One survivor said, “When I have disclosed my status as a survivor of child sexual abuse, I feel that people see me only as a victim. I have a senior role in business and people’s attitudes towards me have definitely changed when I have told them. They see me as weak.”
One of the most common stereotypes mentioned was that those who were sexually abused as children would become abusers themselves.
Survivors described how assumptions contribute to the “stigma and shame” surrounding this issue and some said stereotyping had acted as a barrier to them speaking out or had prevented them from disclosing the abuse altogether.
95% of survivors said that encouraging a more open conversation about child sexual abuse would help stop stereotyping and ensure that those who feel ready to speak out are able to do so.
The Inquiry commented that the poll highlights the urgent need for society to break down the wall of silence around child sexual abuse in order to help improve understanding, awareness and the true impact that abuse can have on the lives of those affected. One of the participants in the poll said “It is important for people to understand that the legacy of child abuse affects every aspect of a survivor’s life. It has shaped our experience of the world and how we live moment to moment in it.”

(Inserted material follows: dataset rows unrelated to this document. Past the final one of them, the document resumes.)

//! The field engine: explicit owner of sources, seeds, and the clock.
//!
//! One engine instance per mount; nothing is process-global. The render loop
//! drives it one [`FieldEngine::tick`] at a time and reads back the traced
//! streamlines for painting.

use glam::DVec2;
use serde_json::Value;

use crate::config::{EngineConfig, ReseedPolicy};
use crate::error::EngineError;
use crate::prng::Xorshift64;
use crate::seed::{generate_seeds, StreamlineSeed};
use crate::source::FieldModel;
use crate::streamline::{trace, Streamline};

/// The animation state: field model, seed set, and global clock.
#[derive(Debug, Clone)]
pub struct FieldEngine {
    model: FieldModel,
    seeds: Vec<StreamlineSeed>,
    clock: f64,
    ticks: u64,
    width: f64,
    height: f64,
    cfg: EngineConfig,
    rng: Xorshift64,
}

impl FieldEngine {
    /// Creates an engine with randomized source placement and seed set.
    ///
    /// Returns `EngineError::InvalidDimensions` for non-positive dimensions,
    /// or a config error from [`EngineConfig::validate`].
    pub fn new(width: f64, height: f64, seed: u64, cfg: EngineConfig) -> Result<Self, EngineError> {
        if !(width > 0.0) || !(height > 0.0) {
            return Err(EngineError::InvalidDimensions);
        }
        cfg.validate()?;
        let mut rng = Xorshift64::new(seed);
        let model = FieldModel::random(&cfg, width, height, &mut rng);
        let seeds = generate_seeds(&cfg, width, height, &mut rng);
        Ok(Self {
            model,
            seeds,
            clock: 0.0,
            ticks: 0,
            width,
            height,
            cfg,
            rng,
        })
    }

    /// Creates an engine from a JSON config override (CLI path).
    pub fn from_json(
        width: f64,
        height: f64,
        seed: u64,
        params: &Value,
    ) -> Result<Self, EngineError> {
        Self::new(width, height, seed, EngineConfig::from_json(params))
    }

    /// Creates an engine around a pinned field model (tests, replays).
    ///
    /// The seed set is still generated from `seed` so painting has lines to
    /// work with.
    pub fn with_model(
        model: FieldModel,
        width: f64,
        height: f64,
        seed: u64,
        cfg: EngineConfig,
    ) -> Result<Self, EngineError> {
        if !(width > 0.0) || !(height > 0.0) {
            return Err(EngineError::InvalidDimensions);
        }
        cfg.validate()?;
        let mut rng = Xorshift64::new(seed);
        let seeds = generate_seeds(&cfg, width, height, &mut rng);
        Ok(Self {
            model,
            seeds,
            clock: 0.0,
            ticks: 0,
            width,
            height,
            cfg,
            rng,
        })
    }

    /// Advances the simulation by one frame: clock, source kinematics, and
    /// conditional seed regeneration per the reseed policy.
    pub fn tick(&mut self) {
        self.clock += self.cfg.clock_step;
        self.model.advance();
        self.ticks += 1;

        let reseed = match self.cfg.reseed {
            ReseedPolicy::Static => false,
            ReseedPolicy::PerTick => true,
            ReseedPolicy::Every(n) => n > 0 && self.ticks % u64::from(n) == 0,
        };
        if reseed {
            self.regenerate_seeds();
        }
    }

    /// Traces every seed through the current field.
    ///
    /// Pure with respect to engine state: calling this twice between ticks
    /// yields bit-identical polylines.
    pub fn streamlines(&self) -> Vec<Streamline> {
        self.seeds
            .iter()
            .map(|seed| Streamline {
                points: trace(
                    seed.origin,
                    self.model.sources(),
                    self.clock,
                    self.width,
                    self.height,
                    &self.cfg,
                ),
                hue: seed.hue,
            })
            .collect()
    }

    /// Net force at an arbitrary point at the current clock value.
    pub fn force_at(&self, point: DVec2) -> DVec2 {
        crate::field::force_at(self.model.sources(), point, self.clock, &self.cfg)
    }

    /// Adopts new viewport dimensions and regenerates the seed set so line
    /// density matches the new area. Source positions are not rescaled.
    pub fn resize(&mut self, width: f64, height: f64) {
        if !(width > 0.0) || !(height > 0.0) {
            return;
        }
        self.width = width;
        self.height = height;
        self.model.resize(width, height);
        self.regenerate_seeds();
    }

    fn regenerate_seeds(&mut self) {
        self.seeds = generate_seeds(&self.cfg, self.width, self.height, &mut self.rng);
    }

    /// Current global clock value.
    pub fn clock(&self) -> f64 {
        self.clock
    }

    /// Ticks executed so far.
    pub fn ticks(&self) -> u64 {
        self.ticks
    }

    /// Current source snapshot.
    pub fn sources(&self) -> &[crate::source::FieldSource] {
        self.model.sources()
    }

    /// Current seed set.
    pub fn seeds(&self) -> &[StreamlineSeed] {
        &self.seeds
    }

    /// Viewport dimensions.
    pub fn dimensions(&self) -> (f64, f64) {
        (self.width, self.height)
    }

    /// Engine configuration.
    pub fn config(&self) -> &EngineConfig {
        &self.cfg
    }

    /// Current parameter values as a JSON object.
    pub fn params(&self) -> Value {
        self.cfg.to_json()
    }
}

Via IICSA’s Truth Project to date over 4,000 people have shared their experiences of child sexual abuse and made recommendations for change.
Michael May, Head of the London and the South East Inquiry Offices commented on 19 September 2019 that “As a society we are moving into a much more open conversation that gives people permission to take risks that they haven’t been able to take before.” The Inquiry is still calling for survivors to come forward.